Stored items
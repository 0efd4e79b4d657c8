use chrono::{Days, Months, NaiveDate};
use serde::Deserialize;

/// Upper bound on occurrences per series, whatever the caller asks for.
pub const MAX_OCCURRENCES: usize = 52;

#[derive(Debug, Clone, Copy, PartialEq, Eq, Deserialize)]
#[serde(rename_all = "lowercase")]
pub enum RecurrenceType {
    Weekly,
    Biweekly,
    Monthly,
    Yearly,
}

impl RecurrenceType {
    pub fn as_str(&self) -> &'static str {
        match self {
            RecurrenceType::Weekly => "weekly",
            RecurrenceType::Biweekly => "biweekly",
            RecurrenceType::Monthly => "monthly",
            RecurrenceType::Yearly => "yearly",
        }
    }

    fn step(&self, date: NaiveDate) -> Option<NaiveDate> {
        match self {
            RecurrenceType::Weekly => date.checked_add_days(Days::new(7)),
            RecurrenceType::Biweekly => date.checked_add_days(Days::new(14)),
            RecurrenceType::Monthly => date.checked_add_months(Months::new(1)),
            RecurrenceType::Yearly => date.checked_add_months(Months::new(12)),
        }
    }
}

/// Expands a recurrence request into concrete occurrence dates, starting at
/// `start` and stepping by type. Stops at `count` occurrences, at `end_date`
/// (inclusive), or at the hard cap of `MAX_OCCURRENCES`.
pub fn expand_dates(
    start: NaiveDate,
    kind: RecurrenceType,
    count: Option<u32>,
    end_date: Option<NaiveDate>,
) -> Vec<NaiveDate> {
    let target = count
        .map(|c| (c as usize).min(MAX_OCCURRENCES))
        .unwrap_or(MAX_OCCURRENCES)
        .max(1);

    let mut dates = vec![start];
    let mut current = start;

    while dates.len() < target {
        let Some(next) = kind.step(current) else {
            break;
        };
        if let Some(end) = end_date {
            if next > end {
                break;
            }
        }
        current = next;
        dates.push(current);
    }

    dates
}
pub mod overlap;
pub mod schedule;
pub mod conflict;
pub mod slots;
pub mod recurrence;
pub mod booking;
pub mod calendar;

§ **WHAT IS NEEDED**
To complete this exercise, set down every line above exactly once more.

§ **TASK ANSWER**
repository 0efd4e79b4d657c8
use chrono::{Days, Months, NaiveDate};
use serde::Deserialize;

/// Upper bound on occurrences per series, whatever the caller asks for.
pub const MAX_OCCURRENCES: usize = 52;

#[derive(Debug, Clone, Copy, PartialEq, Eq, Deserialize)]
#[serde(rename_all = "lowercase")]
pub enum RecurrenceType {
    Weekly,
    Biweekly,
    Monthly,
    Yearly,
}

impl RecurrenceType {
    pub fn as_str(&self) -> &'static str {
        match self {
            RecurrenceType::Weekly => "weekly",
            RecurrenceType::Biweekly => "biweekly",
            RecurrenceType::Monthly => "monthly",
            RecurrenceType::Yearly => "yearly",
        }
    }

    fn step(&self, date: NaiveDate) -> Option<NaiveDate> {
        match self {
            RecurrenceType::Weekly => date.checked_add_days(Days::new(7)),
            RecurrenceType::Biweekly => date.checked_add_days(Days::new(14)),
            RecurrenceType::Monthly => date.checked_add_months(Months::new(1)),
            RecurrenceType::Yearly => date.checked_add_months(Months::new(12)),
        }
    }
}

/// Expands a recurrence request into concrete occurrence dates, starting at
/// `start` and stepping by type. Stops at `count` occurrences, at `end_date`
/// (inclusive), or at the hard cap of `MAX_OCCURRENCES`.
pub fn expand_dates(
    start: NaiveDate,
    kind: RecurrenceType,
    count: Option<u32>,
    end_date: Option<NaiveDate>,
) -> Vec<NaiveDate> {
    let target = count
        .map(|c| (c as usize).min(MAX_OCCURRENCES))
        .unwrap_or(MAX_OCCURRENCES)
        .max(1);

    let mut dates = vec![start];
    let mut current = start;

    while dates.len() < target {
        let Some(next) = kind.step(current) else {
            break;
        };
        if let Some(end) = end_date {
            if next > end {
                break;
            }
        }
        current = next;
        dates.push(current);
    }

    dates
}
pub mod overlap;
pub mod schedule;
pub mod conflict;
pub mod slots;
pub mod recurrence;
pub mod booking;
pub mod calendar;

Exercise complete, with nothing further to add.